En esta “neurosis infantil” ridícula y despreciable, Juan no participa, ni tampoco menoscaba su modo de actuación profesional y su fidelidad a sus clientes y al ayuntamiento donde terminara jubilándose.

Como quien sopla en la ceniza, días antes de su muerte le habían encargado la dirección de una obra en la barriada del Príncipe Alfonso, por el precio y por el aprecio que aun le tenían, obra cuya acta de inicio no llegó a firmar.

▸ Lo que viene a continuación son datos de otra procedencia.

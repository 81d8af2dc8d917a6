use std::path::{Path, PathBuf};
use std::time::Instant;

use anyhow::{Context, Result};
use clap::Parser;
use image::RgbImage;
use lumen_renderer::{render_with_config, PixelBuffer, RenderConfig, DEFAULT_BUCKET_SIZE};
use lumen_scene::{load_scene, SceneDefaults};

/// Render an XML scene description of spheres, boxes and point lights to PNG.
#[derive(Parser, Debug)]
#[command(name = "lumen", version)]
struct Cli {
    /// Scene description file
    scene: PathBuf,

    /// Output image path (defaults to `<SCENE>_test.png`)
    #[arg(short, long)]
    output: Option<PathBuf>,

    /// Render on the calling thread only
    #[arg(long)]
    single_threaded: bool,

    /// World-space offset applied to shadow ray origins
    #[arg(long, default_value_t = 0.001)]
    shadow_bias: f32,

    /// Tile size for parallel rendering
    #[arg(long, default_value_t = DEFAULT_BUCKET_SIZE)]
    bucket_size: u32,
}

impl Cli {
    fn render_config(&self) -> RenderConfig {
        RenderConfig {
            shadow_bias: self.shadow_bias,
            bucket_size: self.bucket_size,
            parallel: !self.single_threaded,
        }
    }

    fn output_path(&self) -> PathBuf {
        self.output.clone().unwrap_or_else(|| default_output_path(&self.scene))
    }
}

/// `scene.xml` renders to `scene.xml_test.png` next to it.
fn default_output_path(scene: &Path) -> PathBuf {
    let mut name = scene.as_os_str().to_owned();
    name.push("_test.png");
    PathBuf::from(name)
}

fn to_rgb_image(buffer: &PixelBuffer) -> Result<RgbImage> {
    RgbImage::from_raw(buffer.width, buffer.height, buffer.to_rgb_bytes())
        .context("Pixel buffer size does not match image dimensions")
}

fn main() -> Result<()> {
    env_logger::Builder::from_default_env()
        .filter_level(log::LevelFilter::Info)
        .parse_default_env()
        .init();

    let cli = Cli::parse();
    log::info!("Starting Lumen");

    let loaded = load_scene(&cli.scene, &SceneDefaults::default())
        .with_context(|| format!("Failed to load scene {:?}", cli.scene))?;

    let start = Instant::now();
    let buffer = render_with_config(&loaded.camera, &loaded.scene, &cli.render_config());
    log::info!("Render finished in {:?}", start.elapsed());

    let output = cli.output_path();
    to_rgb_image(&buffer)?
        .save(&output)
        .with_context(|| format!("Failed to write image {:?}", output))?;
    log::info!("Saved to {:?}", output);

    Ok(())
}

Pero lo sustancial de su oficio permanece inalterable, pegar la nariz a la tierra, comprobar la ferralla, oler el mortero, medir como un sabueso, es algo que no ha cambiado entre los técnicos del ayuntamiento, donde los dos aparejadores, islas manuales, Gerardo Ferreiro y Juan Orozco, han sido reemplazados por un archipiélago digital de jóvenes técnicos, diez nuevos aparejadores que de medir longitudes a pasos han pasado a medir con tecnología de rayos láser el arriesgado ejercicio de equilibrio entre la reflexión y la emoción que representa servir a los ciudadanos que es lo mismo que servir a la vida.

El sombrero “Panamá” de Juan como telón de fondo que había quedado suspendido por unos instantes en la huellas del humo que su puro habano dejaba en el aire ha volado para colocarse sobre la cabeza de uno de estos diez magníficos aparejadores municipales, la del buen acuarelista Pedro Orozco, hijo de una inteligente catalana llamada Nuria Tristán Cudinach.